Many readings are possible, but Iglesias proposes a story and a dramatic interpretation of Gaudí. Her world – the artist herself has said it repeatedly – is the water tables, abyssal depths, plant organisms –or minerals– that grow like metastases, the telluric energies of the subsoil… All this is confronted with Gaudí. No one could suspect that, behind the sinuous and immaculate walls of La Pedrera, decomposition could live.
Pieces are exhibited that are metaphorically expressed as a disease: the series Entwined (2022), an organism, it is not known whether it is vegetal or mineral, that climbs, infecting the wall, like a vine. And so too Growth I (2018), which as its name indicates, “growth”, is intended –in an endless cannibalistic movement– to devour all the space.
View of the exhibition. Photo: Pau Fabregat / Fundació Catalunya La Pedrera
Furthermore, these pieces seem to secrete – encrusted with crystals or resins – spurious liquids. And by extension, in a line of continuity, we could also point out the set Bosque mineral (2025), made expressly for this exhibition.
It is Bosque mineral It is inspired by the columns of La Pedrera, but the proportions overwhelm: it seems that the growth to which they are destined is going to burst the entire building.
One of the most significant pieces is Plant path (2007). Here it is as if I had plunged a scalpel into the wall to see what’s behind your skin. And in the sectioned flesh of the wall appears that material so characteristic of Iglesias that represents filamentous plant elements… in a state of putrefaction.
But, perhaps, one of the most revealing pieces of the dramatic dimension of the exhibition is the one entitled Turbulence (2023). A relief of considerable dimensions and packaging that, isolated, emerges from the wall and represents a spiral, even more: a kind of brutal maelstrom…in La Pedrera.

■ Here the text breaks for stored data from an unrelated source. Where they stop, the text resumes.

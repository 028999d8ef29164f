//! # Special Token Vocabulary

use crate::{
    errors::{BPError, BPResult},
    types::{BPHashSet, TokenType},
};

/// Padding token name.
pub const PAD_TOKEN: &str = "<PAD>";

/// Unknown token name.
pub const UNK_TOKEN: &str = "<UNK>";

/// Beginning-of-sequence token name.
pub const BOS_TOKEN: &str = "<BOS>";

/// End-of-sequence token name.
pub const EOS_TOKEN: &str = "<EOS>";

/// The required special token names, in default id order.
pub const DEFAULT_SPECIAL_TOKENS: [&str; 4] = [PAD_TOKEN, UNK_TOKEN, BOS_TOKEN, EOS_TOKEN];

/// Special token vocabulary.
///
/// Special tokens occupy the dense ids ``0..len()``; they are never
/// produced by segmentation or merges. The four names of
/// [`DEFAULT_SPECIAL_TOKENS`] are always present.
#[derive(Debug, Clone, PartialEq)]
pub struct SpecialTokens<T: TokenType> {
    /// ``(name, token)`` in token order.
    words: Vec<(String, T)>,

    pad: T,
    unk: T,
    bos: T,
    eos: T,
}

impl<T: TokenType> Default for SpecialTokens<T> {
    fn default() -> Self {
        let words = DEFAULT_SPECIAL_TOKENS
            .iter()
            .enumerate()
            .map(|(i, name)| (name.to_string(), T::from_usize(i).unwrap_or_default()))
            .collect::<Vec<_>>();

        Self {
            pad: words[0].1,
            unk: words[1].1,
            bos: words[2].1,
            eos: words[3].1,
            words,
        }
    }
}

impl<T: TokenType> SpecialTokens<T> {
    /// Build special tokens from ``(name, token)`` pairs.
    ///
    /// ## Arguments
    /// * `words` - The names and ids; in any order.
    ///
    /// ## Returns
    /// The `SpecialTokens`, or a `VocabConflict` error if:
    /// * a name or id is repeated,
    /// * the ids are not exactly ``0..n``,
    /// * a required name is missing.
    pub fn from_words<I, S>(words: I) -> BPResult<Self>
    where
        I: IntoIterator<Item = (S, T)>,
        S: AsRef<str>,
    {
        let mut words: Vec<(String, T)> = words
            .into_iter()
            .map(|(name, token)| (name.as_ref().to_string(), token))
            .collect();
        words.sort_by_key(|(_, token)| *token);

        let mut names: BPHashSet<&str> = BPHashSet::with_capacity(words.len());
        for (idx, (name, token)) in words.iter().enumerate() {
            if !names.insert(name.as_str()) {
                return Err(BPError::VocabConflict(format!(
                    "duplicate special token name: {name:?}"
                )));
            }
            if token.to_usize() != Some(idx) {
                return Err(BPError::VocabConflict(format!(
                    "special token ids must be dense from 0; {name:?} has id {token}"
                )));
            }
        }

        let find = |name: &str| -> BPResult<T> {
            words
                .iter()
                .find(|(n, _)| n == name)
                .map(|(_, t)| *t)
                .ok_or_else(|| BPError::VocabConflict(format!("missing special token: {name:?}")))
        };

        Ok(Self {
            pad: find(PAD_TOKEN)?,
            unk: find(UNK_TOKEN)?,
            bos: find(BOS_TOKEN)?,
            eos: find(EOS_TOKEN)?,
            words,
        })
    }

    /// The number of special tokens.
    pub fn len(&self) -> usize {
        self.words.len()
    }

    /// Is this empty? (never, once constructed)
    pub fn is_empty(&self) -> bool {
        self.words.is_empty()
    }

    /// The padding token.
    pub fn pad(&self) -> T {
        self.pad
    }

    /// The unknown token.
    pub fn unk(&self) -> T {
        self.unk
    }

    /// The beginning-of-sequence token.
    pub fn bos(&self) -> T {
        self.bos
    }

    /// The end-of-sequence token.
    pub fn eos(&self) -> T {
        self.eos
    }

    /// Iterate over ``(name, token)`` in token order.
    pub fn iter(&self) -> impl Iterator<Item = (&str, T)> + '_ {
        self.words.iter().map(|(name, token)| (name.as_str(), *token))
    }

    /// Look up the token of a special name.
    pub fn lookup_token(
        &self,
        name: &str,
    ) -> Option<T> {
        self.iter().find(|(n, _)| *n == name).map(|(_, t)| t)
    }

    /// Look up the name of a special token.
    pub fn lookup_name(
        &self,
        token: T,
    ) -> Option<&str> {
        token
            .to_usize()
            .and_then(|idx| self.words.get(idx))
            .map(|(name, _)| name.as_str())
    }

    /// Is `token` a special token?
    #[inline(always)]
    pub fn contains_token(
        &self,
        token: T,
    ) -> bool {
        token.to_usize().is_some_and(|idx| idx < self.words.len())
    }

    /// The first id after the special tokens.
    ///
    /// This is where the byte tokens start.
    pub fn byte_offset(&self) -> usize {
        self.words.len()
    }
}
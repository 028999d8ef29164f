//! # Merge Scan Encoder

use std::sync::Arc;

use crate::{
    encoders::token_encoder::TokenEncoder,
    errors::BPResult,
    segmentation::TextSegmentor,
    types::TokenType,
    vocab::UnifiedVocab,
};

/// A ``(T, T) -> (rank, T)`` rescanning [`TokenEncoder`].
///
/// Keeps one cached rank per adjacent pair, and scans them all for the
/// lowest ``(rank, position)`` before every merge. Simple; quadratic in the
/// chunk length.
#[derive(Clone)]
pub struct MergeScanEncoder<T: TokenType> {
    /// Data for the encoders.
    pub data: Arc<UnifiedVocab<T>>,

    /// Text Segmentor.
    pub segmentor: Arc<TextSegmentor>,
}

impl<T: TokenType> MergeScanEncoder<T> {
    /// Construct an encoder from data.
    ///
    /// ## Arguments
    /// * `data` - The unified token vocabulary to build the encoder from.
    ///
    /// ## Returns
    /// A new `MergeScanEncoder`, or a pattern error.
    pub fn init(data: Arc<UnifiedVocab<T>>) -> BPResult<Self> {
        let segmentor = TextSegmentor::from_config(data.segmentation())?.into();
        Ok(Self { data, segmentor })
    }

    /// Compiler Hint.
    fn lookup_pair(
        &self,
        a: T,
        b: T,
    ) -> Option<(usize, T)> {
        self.data.lookup_pair(&(a, b))
    }
}

impl<T: TokenType> TokenEncoder<T> for MergeScanEncoder<T> {
    fn vocab(&self) -> &UnifiedVocab<T> {
        &self.data
    }

    fn segmentor(&self) -> &TextSegmentor {
        &self.segmentor
    }

    fn encode_append_chunk(
        &self,
        chunk: &[u8],
        tokens: &mut Vec<T>,
    ) {
        // CURRENT := tokens[start..]
        let start = tokens.len();
        self.data.byte_vocab().append_tokens(chunk, tokens);

        // ranks[i] := lookup(CURRENT[i], CURRENT[i + 1])
        let mut ranks: Vec<Option<(usize, T)>> = tokens[start..]
            .windows(2)
            .map(|w| self.lookup_pair(w[0], w[1]))
            .collect();

        while let Some((i, new_token)) = ranks
            .iter()
            .enumerate()
            .filter_map(|(i, r)| r.map(|(rank, t)| (rank, i, t)))
            .min_by_key(|&(rank, i, _)| (rank, i))
            .map(|(_, i, t)| (i, t))
        {
            let at = start + i;
            tokens[at] = new_token;
            tokens.remove(at + 1);
            ranks.remove(i);

            if i > 0 {
                ranks[i - 1] = self.lookup_pair(tokens[at - 1], tokens[at]);
            }
            if i < ranks.len() {
                ranks[i] = self.lookup_pair(tokens[at], tokens[at + 1]);
            }
        }
    }
}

Cristina Iglesias: ‘Untitled (Vegetable Room III), 2005. Photo: Pau Fabregat / Fundació Catalunya La Pedrera
And it is, we said, one of the most significant pieces, not only because of the metaphorical dimension that “turbulence” implies, but also because the circular shapes of the vortex They are a parallel or equivalent manifestation of curved shapesand undulating of the building. Between the turbulence of Iglesias and the sinuosities of La Pedrera there is a superposition of meanings, the one and the other are confused.
One of Iglesias’ best-known works are the so-called “wells.” Broadly speaking, it imitates the external appearance of a simple cube that induces the viewer to look inside to see to the example of Donald Judd’s cubes.
However, in this case, inside there is a fountain or spring of water in constant movement. The symbol of water and the well is of particular richness: purification, salvation, interior contemplation… But other readings are possible. The well is the metaphor of the subconscious, that which is hidden and cannot be revealed, of death, of putrefaction.
The exhibition begins and concludes with two very similar works: it begins with Suspended runner II (2006) and ends with The Pavillon of Dreams (Elliptical Galaxy) (2016). Both are a structure built with pieces of twisted wire lattice that defines a micro space with shadows and lights.
Cristina Iglesias: ‘Entwined XII’, 2022. Photo: Pau Fabregat / Fundació Catalunya La Pedrera
The same artist has explained that she has been inspired by science fiction literary works and that the lattices, like hieroglyphs, are made with words. In some way, these structures, a space within another, are a kind of refuge from which the world and places are observed and, above all, dreamed of.
In other words, these structures are like narrative devices – associated with contemplation and inner reflection – that tell stories, in some way represent the artist’s house – and by extension the viewer – or the space of creation where stories germinate and endthe starting point and the end of the narrative.